Dr. D’Souza notes that Wesley has in the past exceeded expectations for research output as a result of its STEM grants. In addition, through grant-supported work, it has provided solutions for industry, such as a cancer drug portal and a commercial drug data training set, as well as an analysis of obesity and mortality that will benefit public health in Delaware. Such successes are crucial when it comes time for renewal of funding or to demonstrate a track record for new funding applications.
“The research opportunities that are provided through the grants in our STEM department … prepare many of our students to go off immediately into industry but also prepare them for the kind of research work they will be doing in graduate school,” Dr.
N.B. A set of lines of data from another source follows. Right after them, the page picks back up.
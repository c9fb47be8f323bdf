use std::cell::RefCell;
use std::rc::{Rc, Weak};

use kat_types::TimerCommand;

use crate::timers::{Timer, TimerHandle, TimerRegistry};

/// On-screen message
#[derive(Debug, Clone, Default, PartialEq)]
pub struct MessageAction {
    pub text: String,
    /// Falls back to the engine default when unset
    pub duration_secs: Option<f32>,
}

impl MessageAction {
    pub fn new(text: impl Into<String>) -> Self {
        Self {
            text: text.into(),
            duration_secs: None,
        }
    }

    pub fn describe(&self) -> String {
        format!("Message \"{}\"", self.text)
    }
}

/// Start, stop or reset a named timer
#[derive(Debug, Clone)]
pub struct TimerAction {
    timer_name: String,
    timer: Weak<RefCell<Timer>>,
    command: TimerCommand,
}

impl Default for TimerAction {
    fn default() -> Self {
        Self::new()
    }
}

impl TimerAction {
    pub fn new() -> Self {
        Self {
            timer_name: String::new(),
            timer: Weak::new(),
            command: TimerCommand::Start,
        }
    }

    pub fn timer_name(&self) -> &str {
        &self.timer_name
    }

    pub fn timer(&self) -> Option<TimerHandle> {
        self.timer.upgrade()
    }

    pub fn command(&self) -> TimerCommand {
        self.command
    }

    pub fn set_timer(&mut self, name: &str, timers: &TimerRegistry) {
        self.timer_name = name.to_string();
        self.timer = timers
            .get(name)
            .map(|t| Rc::downgrade(&t))
            .unwrap_or_default();
    }

    pub fn set_command(&mut self, command: TimerCommand) {
        self.command = command;
    }

    pub fn is_valid(&self) -> bool {
        self.timer().is_some()
    }

    /// Returns whether the timer still exists
    pub fn execute(&self, now: f64) -> bool {
        match self.timer() {
            Some(timer) => {
                timer.borrow_mut().apply(self.command, now);
                true
            }
            None => false,
        }
    }

    pub fn describe(&self) -> String {
        if !self.is_valid() {
            return "invalid".to_string();
        }
        let verb = match self.command {
            TimerCommand::Start => "Start",
            TimerCommand::Stop => "Stop",
            TimerCommand::Reset => "Reset",
        };
        format!("{} {}", verb, self.timer_name)
    }
}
Gibson says. Many of these students are getting graduate-type research opportunities while still undergraduates, which gives them “a leg up” when applying to graduate school, he adds.
While many of the grants the College receives benefit students directly, they also have far-reaching benefits to the community at large. The education department, for example, is currently in the second of a five-year $1.5 million U.S. Department of Education grant used to establish a program whereby Wesley student-teachers are mentored by veteran teachers in local school districts who are developing a professional learning community with Wesley College Education faculty. Principal investigators Dr. Patricia Patterson, professor of education and director of graduate education programs and Dr. Patricia Sherblom, associate professor and program director of PE K-12 are currently working with two local school districts and hoping to expand in the near future.
The grant also supports the recruitment and retention of education majors at the College. Both efforts are seen as essential to bringing highly qualified young teachers into Delaware public school districts—and keeping them there.
“Too often, students who have a lot of potential as teachers drop out of teacher-education programs,” notes Dr. Patterson. She believes Wesley can help stem that loss of talent by providing education students the Success for Life (SFL) program designed to support undergraduates with potential to be successful in reaching K-12 students in high needs populations in our partner districts. Dr. Steven Groccia, assistant professor of physical education serves as the SFL Program Coordinator. Participating teacher candidates gain personal and professional knowledge and skills to improve their chances for successful degree completion.
The scope of SFL activities include skills for self-evaluation, access to academic and cultural resources that can eliminate barriers to success; team building, problem solving, and outreach / leadership opportunities with K-12 students and peers in the SFL program.
A $400,000 Longwood Foundation grant to establish a master’s degree in occupational therapy will likewise have ripple effects as it not only will afford students training in a high-demand field but also will bring additional qualified occupational therapists to the Delmarva Peninsula. The new degree will provide a long-term revenue-producing program for the College, too. The program in occupational therapy should be in place within the 2016-2017 school year.
“As with alumni contributions, successful grant applications are vital to Wesley’s continued growth and preparation of our graduates,” said Dr. Gibson. “This success inspires additional success both in the classroom and beyond.”